My handling of the situation was … sub par. There was a lot of weeping involved.
It’s been somewhat better since I got home and classes started. I have something that feels grounding – school work, one heck of an anchor, with the added gratification of good grades.
However I think I’ve been mildly overcompensating with said homework. It’s so nice to not have to think about how freaky the current chaos of the world is, that I’ve been pulling 12-hour workdays on average. When you’re working, you’re busy – you don’t have to think about anything gross, you just do your work. Why not do a little more research? You know, this project would be just a little better if I added this element to it. And you can never fit in quite enough rehearsal time – if I’ve got the time now, why not use it?
This is not very good. Making my apparent calm even more suspect is my sleep – or, rather, lack thereof, since said uprooting of my routines and norm. I can’t fall asleep, and when I do I have weird, unsettling dreams, and then I sleep too late in the day because I got such poor, diminished sleep.
So, I think I’m not fully settled.
I’m trying to remedy it. I’m planning in days where I do no work. I’ve got a plan to get my sleep on a better schedule (involving a couple nights of melatonin to hopefully force my brain to sleep), and I’m planning to make myself be done working for the day by 7 at the latest. Which will be more reasonable if my sleep schedule correction works out properly.
Other than that, I’m also trying to prioritize pleasure reading and writing. If I want to keep busy, I may as well do it with something creative that I find rewarding, you know? And it’s been so long since I’ve had any real time to do either thing. I do have more time now. No rehearsals, fewer total assignments, and the natural petering-off of assignments as semester ends.
Somewhat embarrassingly, it’s been so long that I’ve forgotten things. I kind of don’t remember what my blog posting schedule used to be. Tuesdays, Thursdays … Saturdays? That’s my best guess. I think I have to go to my own FAQ page to confirm.
I also opened The Psychnomast the other day, and I need to read my draft so far before I can do more on it, because I just do not remember what groundwork I’ve laid. I’m about 75 pages in, and I know I sowed some seeds, but I cannot for the life of me recall what they are. Irritating.
But I’m excited to hopefully get a draft done. After semester ends, there will definitely still be a gap before I’m able to start working (if this doesn’t disrupt my summer employment completely). I think if I can have 2-3 days where I write, exclusively, I can finish a draft. Then I might give it a read or two, tweak some things, and then close my chapter with The Psychnomast. I love it as my first real idea and big project, but it’s not something I think I’d ever want published anymore. It’s true juvenalia, and even with the restructuring I did, it’s just not my best work anymore. It’s like a writing time capsule – it’s such an early idea of mine, it will always reflect my younger writing, regardless of how much work I do on it as an improved writer.

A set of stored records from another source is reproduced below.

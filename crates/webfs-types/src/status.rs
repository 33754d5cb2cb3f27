//! NT status codes.
//!
//! Every driver callback resolves to one of these. On the wire a status is
//! its raw `u32`; unknown codes collapse to [`NtStatus::Unsuccessful`].

use serde::{Deserialize, Serialize};
use thiserror::Error;

/// Status returned by every filesystem operation.
#[derive(Debug, Clone, Copy, PartialEq, Eq, Hash, Error, Serialize, Deserialize)]
#[serde(into = "u32", from = "u32")]
#[repr(u32)]
pub enum NtStatus {
    #[error("success")]
    Success = 0x0000_0000,

    /// Generic I/O failure. Timeouts and transport losses surface as this.
    #[error("unsuccessful")]
    Unsuccessful = 0xC000_0001,

    #[error("not implemented")]
    NotImplemented = 0xC000_0002,

    #[error("invalid parameter")]
    InvalidParameter = 0xC000_000D,

    #[error("access denied")]
    AccessDenied = 0xC000_0022,

    #[error("object name not found")]
    ObjectNameNotFound = 0xC000_0034,

    #[error("object name collision")]
    ObjectNameCollision = 0xC000_0035,

    #[error("object path not found")]
    ObjectPathNotFound = 0xC000_003A,

    #[error("sharing violation")]
    SharingViolation = 0xC000_0043,

    #[error("disk full")]
    DiskFull = 0xC000_007F,

    #[error("file is a directory")]
    FileIsADirectory = 0xC000_00BA,

    #[error("directory not empty")]
    DirectoryNotEmpty = 0xC000_0101,

    #[error("not a directory")]
    NotADirectory = 0xC000_0103,
}

impl NtStatus {
    pub const ALL: [NtStatus; 13] = [
        NtStatus::Success,
        NtStatus::Unsuccessful,
        NtStatus::NotImplemented,
        NtStatus::InvalidParameter,
        NtStatus::AccessDenied,
        NtStatus::ObjectNameNotFound,
        NtStatus::ObjectNameCollision,
        NtStatus::ObjectPathNotFound,
        NtStatus::SharingViolation,
        NtStatus::DiskFull,
        NtStatus::FileIsADirectory,
        NtStatus::DirectoryNotEmpty,
        NtStatus::NotADirectory,
    ];

    /// Raw numeric code.
    pub fn code(self) -> u32 {
        self as u32
    }

    /// Decode a raw code. Unknown codes map to `Unsuccessful`.
    pub fn from_code(code: u32) -> Self {
        Self::ALL
            .into_iter()
            .find(|s| s.code() == code)
            .unwrap_or(NtStatus::Unsuccessful)
    }

    pub fn is_success(self) -> bool {
        self == NtStatus::Success
    }

    /// Turn a status into a `Result`, treating `Success` as `Ok(())`.
    pub fn into_result(self) -> FsResult<()> {
        if self.is_success() { Ok(()) } else { Err(self) }
    }
}

impl From<NtStatus> for u32 {
    fn from(s: NtStatus) -> u32 {
        s.code()
    }
}

impl From<u32> for NtStatus {
    fn from(code: u32) -> Self {
        NtStatus::from_code(code)
    }
}

/// Result of a filesystem operation: a value or a failure status.
pub type FsResult<T> = Result<T, NtStatus>;

/// Collapse an `FsResult` back to the status the driver reports.
pub fn status_of<T>(result: &FsResult<T>) -> NtStatus {
    match result {
        Ok(_) => NtStatus::Success,
        Err(s) => *s,
    }
}

#[cfg(test)]
mod tests {
    use super::*;

    #[test]
    fn test_codes_roundtrip() {
        for s in NtStatus::ALL {
            assert_eq!(NtStatus::from_code(s.code()), s);
        }
    }

    #[test]
    fn test_unknown_code_is_unsuccessful() {
        assert_eq!(NtStatus::from_code(0xDEAD_BEEF), NtStatus::Unsuccessful);
    }

    #[test]
    fn test_serializes_as_number() {
        let json = serde_json::to_string(&NtStatus::AccessDenied).unwrap();
        assert_eq!(json, 0xC000_0022u32.to_string());
        let back: NtStatus = serde_json::from_str(&json).unwrap();
        assert_eq!(back, NtStatus::AccessDenied);
    }

    #[test]
    fn test_into_result() {
        assert!(NtStatus::Success.into_result().is_ok());
        assert_eq!(
            NtStatus::NotImplemented.into_result(),
            Err(NtStatus::NotImplemented)
        );
        assert_eq!(status_of(&Ok::<_, NtStatus>(3)), NtStatus::Success);
    }
}
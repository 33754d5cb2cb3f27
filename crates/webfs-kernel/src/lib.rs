//! # webfs-kernel
//!
//! The filesystem contract shared by every layer of WebFS.
//!
//! - [`AsyncFsOps`] is the asynchronous operation surface. The router
//!   implements it by forwarding to peers, peers implement it over their
//!   storage, and [`MemoryFs`] implements it in process.
//! - [`DriverOps`] is the synchronous callback surface an OS filesystem
//!   driver calls on its own worker threads.
//! - [`BlockingAdapter`] bridges the two: each driver callback spawns the
//!   async operation on a tokio runtime and parks the driver thread until
//!   the result is ready.
//! - [`HandleTable`] issues the generational [`OpId`](webfs_types::OpId)
//!   tokens that correlate the callbacks of one open handle.

pub mod adapter;
pub mod driver;
pub mod error;
pub mod handles;
pub mod memory;
pub mod ops;
pub mod path;

pub use adapter::BlockingAdapter;
pub use driver::{DriverFileInfo, DriverOps};
pub use error::{FsError, FsErrorResult};
pub use handles::HandleTable;
pub use memory::{MemoryFs, OpenFileContext};
pub use ops::{AsyncFsOps, SharedFsOps};
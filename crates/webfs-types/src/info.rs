//! File metadata and per-call result payloads.

use std::time::SystemTime;

use serde::{Deserialize, Serialize};

use crate::flags::{FileAttributes, FileSystemFeatures};
use crate::ids::OpId;

/// Metadata for one file or directory.
#[derive(Debug, Clone, PartialEq, Eq, Serialize, Deserialize)]
pub struct FileInformation {
    /// Name relative to the directory being listed, or the full
    /// drive-relative path for `get_file_information`.
    pub file_name: String,
    pub attributes: FileAttributes,
    pub creation_time: Option<SystemTime>,
    pub last_access_time: Option<SystemTime>,
    pub last_write_time: Option<SystemTime>,
    pub length: u64,
}

impl FileInformation {
    /// A directory entry stamped with one time for creation and last write.
    pub fn directory(name: impl Into<String>, stamp: SystemTime) -> Self {
        Self {
            file_name: name.into(),
            attributes: FileAttributes::DIRECTORY,
            creation_time: Some(stamp),
            last_access_time: Some(stamp),
            last_write_time: Some(stamp),
            length: 0,
        }
    }

    /// A regular file entry.
    pub fn file(name: impl Into<String>, length: u64, modified: Option<SystemTime>) -> Self {
        Self {
            file_name: name.into(),
            attributes: FileAttributes::NORMAL,
            creation_time: modified,
            last_access_time: modified,
            last_write_time: modified,
            length,
        }
    }

    pub fn is_directory(&self) -> bool {
        self.attributes.is_directory()
    }
}

/// Per-handle context passed with every operation.
///
/// The driver owns the slot this lives in; the adapter fills `op_id` the
/// first time it sees a handle and every later call carries it back.
#[derive(Debug, Clone, Copy, PartialEq, Eq, Serialize, Deserialize)]
pub struct AsyncFileInfo {
    pub op_id: OpId,
    pub is_directory: bool,
    pub delete_on_close: bool,
    pub write_to_end_of_file: bool,
}

impl AsyncFileInfo {
    pub fn new(op_id: OpId) -> Self {
        Self {
            op_id,
            is_directory: false,
            delete_on_close: false,
            write_to_end_of_file: false,
        }
    }
}

/// Successful `create_file` outcome.
#[derive(Debug, Clone, Copy, PartialEq, Eq, Default, Serialize, Deserialize)]
pub struct CreateFileReply {
    /// Whether the opened object turned out to be a directory.
    pub is_directory: bool,
}

/// Successful `get_disk_free_space` outcome.
#[derive(Debug, Clone, Copy, PartialEq, Eq, Serialize, Deserialize)]
pub struct DiskFreeSpace {
    pub free_bytes_available: u64,
    pub total_bytes: u64,
    pub total_free_bytes: u64,
}

impl Default for DiskFreeSpace {
    fn default() -> Self {
        const GIB: u64 = 1024 * 1024 * 1024;
        Self {
            free_bytes_available: GIB / 2,
            total_bytes: GIB,
            total_free_bytes: GIB / 2,
        }
    }
}

/// Successful `get_volume_information` outcome.
#[derive(Debug, Clone, PartialEq, Eq, Serialize, Deserialize)]
pub struct VolumeInformation {
    pub volume_label: String,
    pub features: FileSystemFeatures,
    pub file_system_name: String,
    pub maximum_component_length: u32,
}

impl Default for VolumeInformation {
    fn default() -> Self {
        Self {
            volume_label: "WebFS".into(),
            features: FileSystemFeatures::CASE_PRESERVED_NAMES
                | FileSystemFeatures::UNICODE_ON_DISK,
            file_system_name: "WebFS".into(),
            maximum_component_length: 256,
        }
    }
}
use std::path::PathBuf;

/// Errors surfaced by the image generation pipeline.
///
/// All variants are fatal for the run that produced them; nothing in the
/// rasterization core recovers from an error by substituting defaults.
#[derive(Debug)]
pub enum ImageGenError {
    /// Invalid run parameters (non-positive sizes, empty worker blocks, ...).
    Configuration(String),
    /// A rotation was requested with a quaternion that is not unit length.
    NonUnitQuaternion { norm: f64 },
    /// Writing the artifact for image `index` failed.
    Io {
        index: usize,
        path: PathBuf,
        source: std::io::Error,
    },
    /// An input document could not be read or decoded.
    Parse { path: PathBuf, message: String },
}

impl ImageGenError {
    pub(crate) fn config(msg: impl Into<String>) -> Self {
        ImageGenError::Configuration(msg.into())
    }
}

impl std::fmt::Display for ImageGenError {
    fn fmt(&self, f: &mut std::fmt::Formatter<'_>) -> std::fmt::Result {
        match self {
            ImageGenError::Configuration(msg) => write!(f, "configuration error: {msg}"),
            ImageGenError::NonUnitQuaternion { norm } => {
                write!(f, "rotation requires a unit quaternion (|q| = {norm:.9})")
            }
            ImageGenError::Io {
                index,
                path,
                source,
            } => write!(
                f,
                "failed to write image {index} to {}: {source}",
                path.display()
            ),
            ImageGenError::Parse { path, message } => {
                write!(f, "failed to parse {}: {message}", path.display())
            }
        }
    }
}

impl std::error::Error for ImageGenError {
    fn source(&self) -> Option<&(dyn std::error::Error + 'static)> {
        match self {
            ImageGenError::Io { source, .. } => Some(source),
            _ => None,
        }
    }
}

pub type Result<T> = std::result::Result<T, ImageGenError>;
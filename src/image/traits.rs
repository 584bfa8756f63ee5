/// Read-only row access shared by the writers.
pub trait ImageView {
    type Pixel: Copy;

    fn width(&self) -> usize;
    fn height(&self) -> usize;

    fn row(&self, y: usize) -> &[Self::Pixel];

    fn rows(&self) -> Rows<'_, Self>
    where
        Self: Sized,
    {
        Rows { image: self, y: 0 }
    }

    fn as_slice(&self) -> &[Self::Pixel];
}

pub struct Rows<'a, I: ?Sized + ImageView> {
    image: &'a I,
    y: usize,
}

impl<'a, I: ImageView> Iterator for Rows<'a, I> {
    type Item = &'a [I::Pixel];

    fn next(&mut self) -> Option<Self::Item> {
        if self.y >= self.image.height() {
            return None;
        }
        let y = self.y;
        self.y += 1;
        Some(self.image.row(y))
    }
}
//! Sampling grid, neighbor window and normalization for projection images.
//!
//! The grid is derived in fixed stages, see [`stages`]:
//! `Unconfigured → GridBuilt → NeighborsComputed → GridParameters`.
//! Each stage consumes the previous one, so the derivation cannot run out of
//! order and the final [`GridParameters`] is immutable and shared read-only by
//! every image of a run.

pub mod stages;

use crate::error::{ImageGenError, Result};
use serde::{Deserialize, Serialize};

pub use stages::{GridBuilt, GridParameters, NeighborsComputed, Unconfigured};

/// Half-window size in units of sigma; Gaussian tails beyond it are dropped.
pub const NEIGHBOR_SIGMAS: f64 = 3.0;

/// Physical image configuration.
#[derive(Clone, Copy, Debug, PartialEq, Serialize, Deserialize)]
#[serde(default)]
pub struct ImageParams {
    /// Pixels per image side.
    pub n_pixels: usize,
    /// Pixel edge length in the coordinate unit (Angstrom).
    pub pixel_size: f64,
    /// Standard deviation of the per-atom Gaussian.
    pub sigma: f64,
}

impl Default for ImageParams {
    fn default() -> Self {
        Self {
            n_pixels: 64,
            pixel_size: 1.0,
            sigma: 1.0,
        }
    }
}

impl ImageParams {
    pub fn validate(&self) -> Result<()> {
        check_pixels(self.n_pixels, self.pixel_size)?;
        check_sigma(self.sigma)
    }
}

fn check_pixels(n_pixels: usize, pixel_size: f64) -> Result<()> {
    if n_pixels == 0 {
        return Err(ImageGenError::config("pixel count must be positive"));
    }
    if !(pixel_size.is_finite() && pixel_size > 0.0) {
        return Err(ImageGenError::config(format!(
            "pixel size must be positive and finite, got {pixel_size}"
        )));
    }
    Ok(())
}

fn check_sigma(sigma: f64) -> Result<()> {
    if !(sigma.is_finite() && sigma > 0.0) {
        return Err(ImageGenError::config(format!(
            "sigma must be positive and finite, got {sigma}"
        )));
    }
    Ok(())
}

/// Sample coordinates centered on the origin, ascending from
/// `-pixel_size * (n_pixels - 1) / 2` in steps of `pixel_size`.
///
/// Samples are computed from their index rather than accumulated, so the
/// middle sample of an odd grid is exactly zero.
pub fn build_grid(n_pixels: usize, pixel_size: f64) -> Result<Vec<f64>> {
    check_pixels(n_pixels, pixel_size)?;
    let grid_min = -pixel_size * (n_pixels - 1) as f64 * 0.5;
    Ok((0..n_pixels)
        .map(|i| grid_min + i as f64 * pixel_size)
        .collect())
}

/// Integer half-window covering [`NEIGHBOR_SIGMAS`] standard deviations.
pub fn compute_neighbor_radius(sigma: f64, pixel_size: f64) -> Result<usize> {
    check_sigma(sigma)?;
    if !(pixel_size.is_finite() && pixel_size > 0.0) {
        return Err(ImageGenError::config(format!(
            "pixel size must be positive and finite, got {pixel_size}"
        )));
    }
    Ok((NEIGHBOR_SIGMAS * sigma / pixel_size).ceil() as usize)
}

/// Scalar applied to every pixel after accumulation: `1 / (2π σ² N)`.
///
/// A full 2D Gaussian integrates to `2π σ²`, so each atom contributes a mass
/// of `1 / N` and the whole projection integrates to one. An empty atom set
/// is treated as `N = 1`.
pub fn compute_norm(sigma: f64, n_atoms: usize) -> Result<f64> {
    check_sigma(sigma)?;
    let n = n_atoms.max(1) as f64;
    Ok(1.0 / (2.0 * std::f64::consts::PI * sigma * sigma * n))
}

#[cfg(test)]
mod tests {
    use super::*;

    #[test]
    fn grid_is_centered_and_ascending() {
        let grid = build_grid(5, 0.5).unwrap();
        assert_eq!(grid, vec![-1.0, -0.5, 0.0, 0.5, 1.0]);

        let even = build_grid(4, 2.0).unwrap();
        assert_eq!(even, vec![-3.0, -1.0, 1.0, 3.0]);
        assert!(even.windows(2).all(|w| w[1] > w[0]));
    }

    #[test]
    fn odd_grid_has_exact_zero_center() {
        for &ps in &[0.1, 0.37, 1.3, 2.2] {
            let grid = build_grid(129, ps).unwrap();
            assert_eq!(grid[64], 0.0, "pixel_size={ps}");
        }
    }

    #[test]
    fn zero_pixels_is_a_configuration_error() {
        assert!(matches!(
            build_grid(0, 1.0),
            Err(ImageGenError::Configuration(_))
        ));
        assert!(build_grid(8, 0.0).is_err());
        assert!(build_grid(8, f64::NAN).is_err());
    }

    #[test]
    fn neighbor_radius_covers_three_sigma() {
        assert_eq!(compute_neighbor_radius(1.0, 1.0).unwrap(), 3);
        assert_eq!(compute_neighbor_radius(0.5, 1.0).unwrap(), 2);
        assert_eq!(compute_neighbor_radius(2.0, 0.7).unwrap(), 9);
        assert!(compute_neighbor_radius(0.0, 1.0).is_err());
        assert!(compute_neighbor_radius(-1.0, 1.0).is_err());
    }

    #[test]
    fn norm_is_bit_reproducible() {
        let a = compute_norm(1.7, 1234).unwrap();
        for _ in 0..16 {
            assert_eq!(compute_norm(1.7, 1234).unwrap().to_bits(), a.to_bits());
        }
        let expected = 1.0 / (2.0 * std::f64::consts::PI * 1.7 * 1.7 * 1234.0);
        assert_eq!(a, expected);
    }

    #[test]
    fn norm_of_empty_set_stays_finite() {
        assert!(compute_norm(1.0, 0).unwrap().is_finite());
        assert!(compute_norm(0.0, 10).is_err());
    }
}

With a draft of Psychnomast done that I’m happy to leave that way, I want to start worldbuilding for the world of Suo Gân. It’s going to be a multi-book series, so once I have the world built, I can plan the series arc & then plot the first book (or two). That really, really gets my blood going, because you guys, I am in love with those characters and that world. They are so very, much more, baffingly easy to write than Psychnomast is. That’s a series I think I’d want to publish. It maketh me happy.
Anywho. That’s all. I hope you are all doing well in this weird time – how are you? Comment if you want. I know there are more of you who read these than my family, I see you come around and disappear like thieves in the night. I can see my blog traffic.